• WHAT YOU WILL DO: Filter the records for "years" and keep each line that has it.

• INPUT:

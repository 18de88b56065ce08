//! Equity-curve and trade-log statistics.
//!
//! Edge cases follow the documented conventions: with no trades every trade
//! stat is NaN, a constant equity curve yields NaN Sharpe, and profit factor
//! is +inf when no trade lost. Division guards never panic.

use super::types::{EquityPoint, PerformanceMetrics, Trade};

/// Annualization inputs for one run.
#[derive(Debug, Clone, Copy)]
pub struct MetricsConfig {
    /// Annual risk-free rate as a fraction.
    pub risk_free_rate: f64,
    /// Bars in a 365-day year for the run's timeframe.
    pub bars_per_year: f64,
}

impl Default for MetricsConfig {
    fn default() -> Self {
        Self {
            risk_free_rate: 0.0,
            bars_per_year: 365.0,
        }
    }
}

struct TradeStats {
    win_rate: f64,
    avg_win: f64,
    avg_loss: f64,
    win_loss_ratio: f64,
    profit_factor: f64,
    expectancy: f64,
    max_consecutive_wins: usize,
    max_consecutive_losses: usize,
}

/// Compute the full metrics bundle for one backtest run.
pub fn compute_metrics(
    equity_curve: &[EquityPoint],
    trade_log: &[Trade],
    initial_cash: f64,
    config: &MetricsConfig,
) -> PerformanceMetrics {
    let returns = bar_returns(equity_curve);
    let num_bars = equity_curve.len().saturating_sub(1);

    let final_equity = equity_curve.last().map_or(initial_cash, |p| p.equity);
    let total_return = if initial_cash > 0.0 {
        (final_equity - initial_cash) / initial_cash
    } else {
        f64::NAN
    };

    let annualized_return = if num_bars == 0 {
        f64::NAN
    } else {
        let years = num_bars as f64 / config.bars_per_year;
        (1.0 + total_return).powf(1.0 / years) - 1.0
    };

    let volatility = std_dev(&returns);
    let annualized_volatility = volatility * config.bars_per_year.sqrt();

    let rf_per_bar = config.risk_free_rate / config.bars_per_year;
    let mean_return = mean(&returns);
    let sharpe_ratio = if volatility > 0.0 {
        (mean_return - rf_per_bar) / volatility * config.bars_per_year.sqrt()
    } else {
        f64::NAN
    };

    let downside = downside_deviation(&returns);
    let sortino_ratio = if downside > 0.0 {
        (mean_return - rf_per_bar) / downside * config.bars_per_year.sqrt()
    } else {
        f64::NAN
    };

    let (max_drawdown, max_drawdown_duration) = drawdown(equity_curve);
    let calmar_ratio = if max_drawdown > 0.0 {
        annualized_return / max_drawdown
    } else {
        f64::NAN
    };

    let var_95 = historical_var(&returns, 0.05);
    let var_99 = historical_var(&returns, 0.01);
    let cvar_95 = conditional_var(&returns, 0.05);
    let cvar_99 = conditional_var(&returns, 0.01);

    let t = trade_stats(trade_log);

    PerformanceMetrics {
        total_return,
        annualized_return,
        max_drawdown,
        max_drawdown_duration,
        volatility,
        annualized_volatility,
        sharpe_ratio,
        sortino_ratio,
        calmar_ratio,
        var_95,
        var_99,
        cvar_95,
        cvar_99,
        num_trades: trade_log.len(),
        win_rate: t.win_rate,
        avg_win: t.avg_win,
        avg_loss: t.avg_loss,
        win_loss_ratio: t.win_loss_ratio,
        profit_factor: t.profit_factor,
        expectancy: t.expectancy,
        max_consecutive_wins: t.max_consecutive_wins,
        max_consecutive_losses: t.max_consecutive_losses,
    }
}

pub(crate) fn bar_returns(equity_curve: &[EquityPoint]) -> Vec<f64> {
    equity_curve
        .windows(2)
        .filter(|w| w[0].equity > 0.0)
        .map(|w| (w[1].equity - w[0].equity) / w[0].equity)
        .collect()
}

pub(crate) fn mean(data: &[f64]) -> f64 {
    if data.is_empty() {
        return f64::NAN;
    }
    data.iter().sum::<f64>() / data.len() as f64
}

pub(crate) fn std_dev(data: &[f64]) -> f64 {
    if data.len() < 2 {
        return f64::NAN;
    }
    let m = mean(data);
    let variance = data.iter().map(|x| (x - m).powi(2)).sum::<f64>() / (data.len() - 1) as f64;
    variance.sqrt()
}

pub(crate) fn downside_deviation(returns: &[f64]) -> f64 {
    if returns.len() < 2 {
        return f64::NAN;
    }
    let sum_sq: f64 = returns
        .iter()
        .filter(|r| **r < 0.0)
        .map(|r| r.powi(2))
        .sum();
    (sum_sq / returns.len() as f64).sqrt()
}

/// Peak-to-trough drawdown fraction and the longest run of bars spent below
/// a previous peak.
fn drawdown(equity_curve: &[EquityPoint]) -> (f64, usize) {
    let Some(first) = equity_curve.first() else {
        return (0.0, 0);
    };
    let mut peak = first.equity;
    let mut max_dd = 0.0;
    let mut current_len = 0usize;
    let mut max_len = 0usize;

    for point in equity_curve {
        if point.equity >= peak {
            peak = point.equity;
            current_len = 0;
        } else {
            current_len += 1;
            max_len = max_len.max(current_len);
            if peak > 0.0 {
                let dd = (peak - point.equity) / peak;
                if dd > max_dd {
                    max_dd = dd;
                }
            }
        }
    }
    (max_dd, max_len)
}

/// Historical VaR at tail probability `alpha`, reported as a positive loss.
pub(crate) fn historical_var(returns: &[f64], alpha: f64) -> f64 {
    if returns.is_empty() {
        return f64::NAN;
    }
    let mut sorted = returns.to_vec();
    sorted.sort_by(|a, b| a.partial_cmp(b).unwrap_or(std::cmp::Ordering::Equal));
    let index = ((alpha * sorted.len() as f64).floor() as usize).min(sorted.len() - 1);
    -sorted[index]
}

/// Mean loss beyond the VaR threshold, reported positive.
pub(crate) fn conditional_var(returns: &[f64], alpha: f64) -> f64 {
    if returns.is_empty() {
        return f64::NAN;
    }
    let mut sorted = returns.to_vec();
    sorted.sort_by(|a, b| a.partial_cmp(b).unwrap_or(std::cmp::Ordering::Equal));
    let cutoff = ((alpha * sorted.len() as f64).floor() as usize).min(sorted.len() - 1);
    let tail = &sorted[..=cutoff];
    -(tail.iter().sum::<f64>() / tail.len() as f64)
}

fn trade_stats(trade_log: &[Trade]) -> TradeStats {
    if trade_log.is_empty() {
        return TradeStats {
            win_rate: f64::NAN,
            avg_win: f64::NAN,
            avg_loss: f64::NAN,
            win_loss_ratio: f64::NAN,
            profit_factor: f64::NAN,
            expectancy: f64::NAN,
            max_consecutive_wins: 0,
            max_consecutive_losses: 0,
        };
    }

    let total = trade_log.len() as f64;
    let mut wins = 0usize;
    let mut losses = 0usize;
    let mut win_sum = 0.0;
    let mut loss_sum = 0.0;
    let mut win_streak = 0usize;
    let mut loss_streak = 0usize;
    let mut max_win_streak = 0usize;
    let mut max_loss_streak = 0usize;

    for t in trade_log {
        if t.pnl_abs > 0.0 {
            wins += 1;
            win_sum += t.pnl_abs;
            win_streak += 1;
            loss_streak = 0;
            max_win_streak = max_win_streak.max(win_streak);
        } else if t.pnl_abs < 0.0 {
            losses += 1;
            loss_sum += t.pnl_abs;
            loss_streak += 1;
            win_streak = 0;
            max_loss_streak = max_loss_streak.max(loss_streak);
        } else {
            // Scratch trades break both streaks.
            win_streak = 0;
            loss_streak = 0;
        }
    }

    let win_rate = wins as f64 / total;
    let avg_win = if wins > 0 { win_sum / wins as f64 } else { 0.0 };
    let avg_loss = if losses > 0 {
        loss_sum / losses as f64
    } else {
        0.0
    };

    let profit_factor = if loss_sum < 0.0 {
        win_sum / loss_sum.abs()
    } else if win_sum > 0.0 {
        f64::INFINITY
    } else {
        0.0
    };

    let win_loss_ratio = if avg_loss < 0.0 {
        avg_win / avg_loss.abs()
    } else if avg_win > 0.0 {
        f64::INFINITY
    } else {
        f64::NAN
    };

    let expectancy = win_rate * avg_win - (1.0 - win_rate) * avg_loss.abs();

    TradeStats {
        win_rate,
        avg_win,
        avg_loss,
        win_loss_ratio,
        profit_factor,
        expectancy,
        max_consecutive_wins: max_win_streak,
        max_consecutive_losses: max_loss_streak,
    }
}

#[cfg(test)]
mod tests {
    use super::*;
    use crate::engine::types::Direction;
    use chrono::{TimeZone, Utc};

    fn curve(values: &[f64]) -> Vec<EquityPoint> {
        values
            .iter()
            .enumerate()
            .map(|(i, &equity)| EquityPoint {
                ts: Utc.with_ymd_and_hms(2024, 1, 1, 0, 0, 0).unwrap()
                    + chrono::Duration::hours(i as i64),
                equity,
            })
            .collect()
    }

    fn trade(pnl: f64) -> Trade {
        let ts = Utc.with_ymd_and_hms(2024, 1, 1, 0, 0, 0).unwrap();
        Trade {
            entry_time: ts,
            exit_time: ts + chrono::Duration::hours(4),
            direction: Direction::Long,
            entry_price: 100.0,
            exit_price: 100.0 + pnl,
            size: 1.0,
            leverage: 1.0,
            fee: 0.0,
            pnl_abs: pnl,
            pnl_pct: pnl,
            entry_reason: "signal".into(),
            exit_reason: "signal_exit".into(),
            holding_bars: 4,
            mae_pct: 0.0,
            mfe_pct: 0.0,
            equity_after: 10_000.0 + pnl,
            is_liquidation: false,
        }
    }

    #[test]
    fn no_trades_yields_nan_trade_stats() {
        let m = compute_metrics(
            &curve(&[10_000.0, 10_100.0]),
            &[],
            10_000.0,
            &MetricsConfig::default(),
        );
        assert_eq!(m.num_trades, 0);
        assert!(m.win_rate.is_nan());
        assert!(m.profit_factor.is_nan());
        assert!(m.expectancy.is_nan());
    }

    #[test]
    fn constant_equity_yields_nan_sharpe() {
        let m = compute_metrics(
            &curve(&[10_000.0, 10_000.0, 10_000.0]),
            &[],
            10_000.0,
            &MetricsConfig::default(),
        );
        assert!(m.sharpe_ratio.is_nan());
        assert_eq!(m.max_drawdown, 0.0);
        assert_eq!(m.total_return, 0.0);
    }

    #[test]
    fn all_wins_profit_factor_infinite() {
        let trades = vec![trade(50.0), trade(100.0)];
        let m = compute_metrics(
            &curve(&[10_000.0, 10_150.0]),
            &trades,
            10_000.0,
            &MetricsConfig::default(),
        );
        assert!(m.profit_factor.is_infinite() && m.profit_factor > 0.0);
        assert_eq!(m.win_rate, 1.0);
        assert_eq!(m.max_consecutive_wins, 2);
    }

    #[test]
    fn mixed_trades_finite_profit_factor() {
        let trades = vec![trade(100.0), trade(-50.0), trade(150.0)];
        let m = compute_metrics(
            &curve(&[10_000.0, 10_200.0]),
            &trades,
            10_000.0,
            &MetricsConfig::default(),
        );
        assert!((m.profit_factor - 250.0 / 50.0).abs() < 1e-10);
        assert!((m.win_rate - 2.0 / 3.0).abs() < 1e-10);
        assert!((m.avg_win - 125.0).abs() < 1e-10);
        assert!((m.avg_loss - (-50.0)).abs() < 1e-10);
        // expectancy = 2/3 * 125 - 1/3 * 50
        assert!((m.expectancy - (2.0 / 3.0 * 125.0 - 50.0 / 3.0)).abs() < 1e-10);
    }

    #[test]
    fn max_drawdown_and_duration() {
        // Peak 10_200 at bar 1; trough 9_800 at bar 3; recovery at bar 5.
        let m = compute_metrics(
            &curve(&[10_000.0, 10_200.0, 10_000.0, 9_800.0, 10_100.0, 10_300.0]),
            &[],
            10_000.0,
            &MetricsConfig::default(),
        );
        let expected = (10_200.0 - 9_800.0) / 10_200.0;
        assert!((m.max_drawdown - expected).abs() < 1e-10);
        // Bars 2, 3, 4 are below the bar-1 peak.
        assert_eq!(m.max_drawdown_duration, 3);
    }

    #[test]
    fn var_positive_under_steady_losses() {
        let values: Vec<f64> = (0..40).map(|i| 10_000.0 - 50.0 * f64::from(i)).collect();
        let m = compute_metrics(&curve(&values), &[], 10_000.0, &MetricsConfig::default());
        assert!(m.var_95 > 0.0);
        assert!(m.cvar_95 >= m.var_95);
        assert!(m.cvar_99 >= m.cvar_95 - 1e-12);
    }

    #[test]
    fn scratch_trades_break_streaks() {
        let trades = vec![trade(-10.0), trade(0.0), trade(-10.0)];
        let m = compute_metrics(
            &curve(&[10_000.0, 9_980.0]),
            &trades,
            10_000.0,
            &MetricsConfig::default(),
        );
        assert_eq!(m.max_consecutive_losses, 1);
        assert_eq!(m.win_rate, 0.0);
    }

    #[test]
    fn annualized_return_one_year_matches_total() {
        // 365 daily bars = exactly one year at the default bars_per_year.
        let mut values = vec![10_000.0];
        for i in 1..=365 {
            values.push(10_000.0 + f64::from(i));
        }
        let m = compute_metrics(&curve(&values), &[], 10_000.0, &MetricsConfig::default());
        assert!((m.annualized_return - m.total_return).abs() < 1e-10);
    }

    #[test]
    fn zero_bar_curve_never_panics() {
        let m = compute_metrics(
            &curve(&[10_000.0]),
            &[],
            10_000.0,
            &MetricsConfig::default(),
        );
        assert_eq!(m.total_return, 0.0);
        assert!(m.annualized_return.is_nan());
        assert!(m.volatility.is_nan());
    }
}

• ANSWER FOR THE TASK:
        let years = num_bars as f64 / config.bars_per_year;
        (1.0 + total_return).powf(1.0 / years) - 1.0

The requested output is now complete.